* TASK INSTRUCTIONS: Reply with one number, the count of lines below that contain the string "consumed".

(DATASET CONTENT)

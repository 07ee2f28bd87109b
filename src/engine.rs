//! Generic Rule-Table Engine
//!
//! A grammar is an ordered slice of [`Rule`]s. [`parse`] repeatedly finds the
//! first rule whose matcher accepts a non-empty prefix of the remaining
//! buffer, appends that rule's handler output, and advances past the prefix
//! until the buffer is empty.
//!
//! ## Ordering
//!
//! Rules are tried in declaration order and the first match wins. This is a
//! priority grammar, not a longest-match union: a later rule never sees text
//! an earlier rule accepted.
//!
//! ## Totality
//!
//! The loop only terminates if every non-empty buffer is matched by some
//! rule, so each grammar ends with a catch-all rule that accepts at least one
//! character of any input. Nothing in the types enforces this; the grammar
//! tests check it. Should a table ever fail to match, the remainder is
//! emitted as encoded text and an error event is logged rather than spinning.

use crate::encode::{encode, EncodeMode};
use regex::Regex;

/// A successful match: the consumed prefix plus its capture groups.
///
/// Group 0 is the whole consumed prefix. Groups 1.. are optional, so a rule
/// can report that e.g. an image title was absent.
#[derive(Debug, Clone, PartialEq, Eq)]
pub struct RuleMatch<'a> {
    groups: Vec<Option<&'a str>>,
}

impl<'a> RuleMatch<'a> {
    /// Match consuming the first `len` bytes of `text`, with no groups yet.
    pub fn new(text: &'a str, len: usize) -> Self {
        Self {
            groups: vec![Some(&text[..len])],
        }
    }

    /// Append the next capture group.
    pub fn with_group(mut self, group: Option<&'a str>) -> Self {
        self.groups.push(group);
        self
    }

    /// Build a match from regex captures, keeping every group slot.
    pub fn from_captures(caps: &regex::Captures<'a>) -> Self {
        Self {
            groups: caps.iter().map(|g| g.map(|m| m.as_str())).collect(),
        }
    }

    /// Number of bytes consumed.
    pub fn len(&self) -> usize {
        self.as_str().len()
    }

    pub fn is_empty(&self) -> bool {
        self.len() == 0
    }

    /// The whole consumed prefix.
    pub fn as_str(&self) -> &'a str {
        self.groups.first().copied().flatten().unwrap_or("")
    }

    /// Capture group `index`, or `None` if it did not participate.
    pub fn group(&self, index: usize) -> Option<&'a str> {
        self.groups.get(index).copied().flatten()
    }
}

/// Tests whether a rule accepts a prefix of the text.
pub type Matcher = for<'a> fn(&'a str) -> Option<RuleMatch<'a>>;

/// Renders a match into an output fragment (possibly empty).
pub type Handler = fn(&RuleMatch<'_>) -> String;

/// One entry of a rule table.
#[derive(Clone, Copy)]
pub struct Rule {
    pub name: &'static str,
    pub matcher: Matcher,
    pub handler: Handler,
}

impl Rule {
    /// Run the matcher, treating a zero-length match as no match.
    pub fn try_match<'a>(&self, text: &'a str) -> Option<RuleMatch<'a>> {
        (self.matcher)(text).filter(|m| !m.is_empty())
    }
}

impl std::fmt::Debug for Rule {
    fn fmt(&self, f: &mut std::fmt::Formatter<'_>) -> std::fmt::Result {
        f.debug_struct("Rule").field("name", &self.name).finish()
    }
}

/// Match an anchored (`^…`) regex against the start of `text`.
pub fn regex_match<'a>(regex: &Regex, text: &'a str) -> Option<RuleMatch<'a>> {
    regex
        .captures(text)
        .filter(|caps| caps.get(0).is_some_and(|m| m.start() == 0))
        .map(|caps| RuleMatch::from_captures(&caps))
}

/// Find the highest-priority rule accepting a prefix of `text`.
pub fn first_match<'r, 'a>(text: &'a str, rules: &'r [Rule]) -> Option<(&'r Rule, RuleMatch<'a>)> {
    rules
        .iter()
        .find_map(|rule| rule.try_match(text).map(|m| (rule, m)))
}

/// Consume `text` with `rules`, concatenating handler output.
pub fn parse(text: &str, rules: &[Rule]) -> String {
    let mut output = String::with_capacity(text.len());
    let mut rest = text;

    while !rest.is_empty() {
        let Some((rule, matched)) = first_match(rest, rules) else {
            tracing::error!(
                remaining = rest.len(),
                "rule table is not total; emitting remainder as text"
            );
            output.push_str(&encode(rest, EncodeMode::PreserveEntities));
            break;
        };

        tracing::trace!(rule = rule.name, consumed = matched.len(), "rule applied");
        output.push_str(&(rule.handler)(&matched));
        rest = &rest[matched.len()..];
    }

    output
}

#[cfg(test)]
mod tests {
    use super::*;
    use once_cell::sync::Lazy;

    static WORD: Lazy<Regex> = Lazy::new(|| Regex::new(r"^([a-z]+)").unwrap());

    fn word(text: &str) -> Option<RuleMatch<'_>> {
        regex_match(&WORD, text)
    }

    fn any_char(text: &str) -> Option<RuleMatch<'_>> {
        text.chars().next().map(|c| RuleMatch::new(text, c.len_utf8()))
    }

    fn never(_: &str) -> Option<RuleMatch<'_>> {
        None
    }

    fn empty(text: &str) -> Option<RuleMatch<'_>> {
        Some(RuleMatch::new(text, 0))
    }

    fn bracket_word(m: &RuleMatch<'_>) -> String {
        format!("[{}]", m.group(1).unwrap_or_default())
    }

    fn echo(m: &RuleMatch<'_>) -> String {
        m.as_str().to_string()
    }

    fn nothing(_: &RuleMatch<'_>) -> String {
        String::new()
    }

    const TOTAL: &[Rule] = &[
        Rule {
            name: "empty",
            matcher: empty,
            handler: nothing,
        },
        Rule {
            name: "word",
            matcher: word,
            handler: bracket_word,
        },
        Rule {
            name: "char",
            matcher: any_char,
            handler: echo,
        },
    ];

    #[test]
    fn test_first_matching_rule_wins() {
        assert_eq!(parse("ab cd!", TOTAL), "[ab] [cd]!");
    }

    #[test]
    fn test_empty_input_produces_empty_output() {
        assert_eq!(parse("", TOTAL), "");
    }

    #[test]
    fn test_zero_length_match_is_skipped() {
        let (rule, m) = first_match("x", TOTAL).unwrap();
        assert_eq!(rule.name, "word");
        assert_eq!(m.len(), 1);
    }

    #[test]
    fn test_non_total_table_does_not_hang() {
        let partial = &[Rule {
            name: "never",
            matcher: never,
            handler: nothing,
        }];
        assert_eq!(parse("a<b", partial), "a&lt;b");
    }

    #[test]
    fn test_regex_match_requires_prefix() {
        assert!(regex_match(&WORD, "1abc").is_none());
        let m = regex_match(&WORD, "abc1").unwrap();
        assert_eq!(m.as_str(), "abc");
        assert_eq!(m.group(1), Some("abc"));
        assert_eq!(m.group(2), None);
    }

    #[test]
    fn test_rule_match_groups_are_sparse() {
        let m = RuleMatch::new("abcdef", 4)
            .with_group(Some("ab"))
            .with_group(None)
            .with_group(Some("d"));
        assert_eq!(m.len(), 4);
        assert_eq!(m.group(1), Some("ab"));
        assert_eq!(m.group(2), None);
        assert_eq!(m.group(3), Some("d"));
        assert_eq!(m.group(9), None);
    }
}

(End DATASET CONTENT)

* WRITTEN REPLY: 5